Your objective
The answer should consist of all the entries, repeated word for word.

Provided data
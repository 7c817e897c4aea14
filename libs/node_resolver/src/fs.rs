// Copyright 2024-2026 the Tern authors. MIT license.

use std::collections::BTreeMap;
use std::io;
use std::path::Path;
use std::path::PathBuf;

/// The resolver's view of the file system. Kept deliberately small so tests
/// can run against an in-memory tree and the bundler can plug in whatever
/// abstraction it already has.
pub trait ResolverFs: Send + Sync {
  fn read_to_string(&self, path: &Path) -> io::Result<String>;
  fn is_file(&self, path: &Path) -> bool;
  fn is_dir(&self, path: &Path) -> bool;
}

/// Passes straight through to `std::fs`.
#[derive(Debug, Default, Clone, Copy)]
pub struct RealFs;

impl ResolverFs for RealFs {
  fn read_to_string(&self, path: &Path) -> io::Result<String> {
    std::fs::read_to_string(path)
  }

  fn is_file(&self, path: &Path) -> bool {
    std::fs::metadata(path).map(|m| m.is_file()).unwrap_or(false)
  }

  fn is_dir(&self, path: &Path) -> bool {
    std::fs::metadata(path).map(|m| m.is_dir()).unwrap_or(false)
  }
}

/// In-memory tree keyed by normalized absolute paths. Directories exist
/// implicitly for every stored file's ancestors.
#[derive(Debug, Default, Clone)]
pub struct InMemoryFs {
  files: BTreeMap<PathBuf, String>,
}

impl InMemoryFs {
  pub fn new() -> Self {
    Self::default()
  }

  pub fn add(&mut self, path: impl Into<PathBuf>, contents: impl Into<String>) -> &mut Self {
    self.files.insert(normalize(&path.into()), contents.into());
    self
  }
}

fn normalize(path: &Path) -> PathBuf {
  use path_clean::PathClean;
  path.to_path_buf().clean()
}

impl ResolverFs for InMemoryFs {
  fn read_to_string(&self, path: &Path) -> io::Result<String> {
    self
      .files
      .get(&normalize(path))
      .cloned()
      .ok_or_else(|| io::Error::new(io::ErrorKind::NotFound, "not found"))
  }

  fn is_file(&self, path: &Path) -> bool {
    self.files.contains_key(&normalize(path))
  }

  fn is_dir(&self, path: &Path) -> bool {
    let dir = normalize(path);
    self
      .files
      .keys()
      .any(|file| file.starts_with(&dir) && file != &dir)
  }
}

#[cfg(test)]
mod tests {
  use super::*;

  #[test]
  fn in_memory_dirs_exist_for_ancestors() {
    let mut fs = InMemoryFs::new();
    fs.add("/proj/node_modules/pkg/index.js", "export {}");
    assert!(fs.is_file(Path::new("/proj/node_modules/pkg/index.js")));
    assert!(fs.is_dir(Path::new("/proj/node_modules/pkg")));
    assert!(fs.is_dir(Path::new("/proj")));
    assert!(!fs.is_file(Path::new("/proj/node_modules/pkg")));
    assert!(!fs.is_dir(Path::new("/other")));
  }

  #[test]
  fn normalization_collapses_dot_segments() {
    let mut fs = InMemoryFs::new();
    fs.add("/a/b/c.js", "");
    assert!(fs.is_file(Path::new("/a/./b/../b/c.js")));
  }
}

Written solution
repository 7c817e897c4aea14
filename libs/node_resolver/src/fs.rs
// Copyright 2024-2026 the Tern authors. MIT license.

use std::collections::BTreeMap;
use std::io;
use std::path::Path;
use std::path::PathBuf;

/// The resolver's view of the file system. Kept deliberately small so tests
/// can run against an in-memory tree and the bundler can plug in whatever
/// abstraction it already has.
pub trait ResolverFs: Send + Sync {
  fn read_to_string(&self, path: &Path) -> io::Result<String>;
  fn is_file(&self, path: &Path) -> bool;
  fn is_dir(&self, path: &Path) -> bool;
}

/// Passes straight through to `std::fs`.
#[derive(Debug, Default, Clone, Copy)]
pub struct RealFs;

impl ResolverFs for RealFs {
  fn read_to_string(&self, path: &Path) -> io::Result<String> {
    std::fs::read_to_string(path)
  }

  fn is_file(&self, path: &Path) -> bool {
    std::fs::metadata(path).map(|m| m.is_file()).unwrap_or(false)
  }

  fn is_dir(&self, path: &Path) -> bool {
    std::fs::metadata(path).map(|m| m.is_dir()).unwrap_or(false)
  }
}

/// In-memory tree keyed by normalized absolute paths. Directories exist
/// implicitly for every stored file's ancestors.
#[derive(Debug, Default, Clone)]
pub struct InMemoryFs {
  files: BTreeMap<PathBuf, String>,
}

impl InMemoryFs {
  pub fn new() -> Self {
    Self::default()
  }

  pub fn add(&mut self, path: impl Into<PathBuf>, contents: impl Into<String>) -> &mut Self {
    self.files.insert(normalize(&path.into()), contents.into());
    self
  }
}

fn normalize(path: &Path) -> PathBuf {
  use path_clean::PathClean;
  path.to_path_buf().clean()
}

impl ResolverFs for InMemoryFs {
  fn read_to_string(&self, path: &Path) -> io::Result<String> {
    self
      .files
      .get(&normalize(path))
      .cloned()
      .ok_or_else(|| io::Error::new(io::ErrorKind::NotFound, "not found"))
  }

  fn is_file(&self, path: &Path) -> bool {
    self.files.contains_key(&normalize(path))
  }

  fn is_dir(&self, path: &Path) -> bool {
    let dir = normalize(path);
    self
      .files
      .keys()
      .any(|file| file.starts_with(&dir) && file != &dir)
  }
}

#[cfg(test)]
mod tests {
  use super::*;

  #[test]
  fn in_memory_dirs_exist_for_ancestors() {
    let mut fs = InMemoryFs::new();
    fs.add("/proj/node_modules/pkg/index.js", "export {}");
    assert!(fs.is_file(Path::new("/proj/node_modules/pkg/index.js")));
    assert!(fs.is_dir(Path::new("/proj/node_modules/pkg")));
    assert!(fs.is_dir(Path::new("/proj")));
    assert!(!fs.is_file(Path::new("/proj/node_modules/pkg")));
    assert!(!fs.is_dir(Path::new("/other")));
  }

  #[test]
  fn normalization_collapses_dot_segments() {
    let mut fs = InMemoryFs::new();
    fs.add("/a/b/c.js", "");
    assert!(fs.is_file(Path::new("/a/./b/../b/c.js")));
  }
}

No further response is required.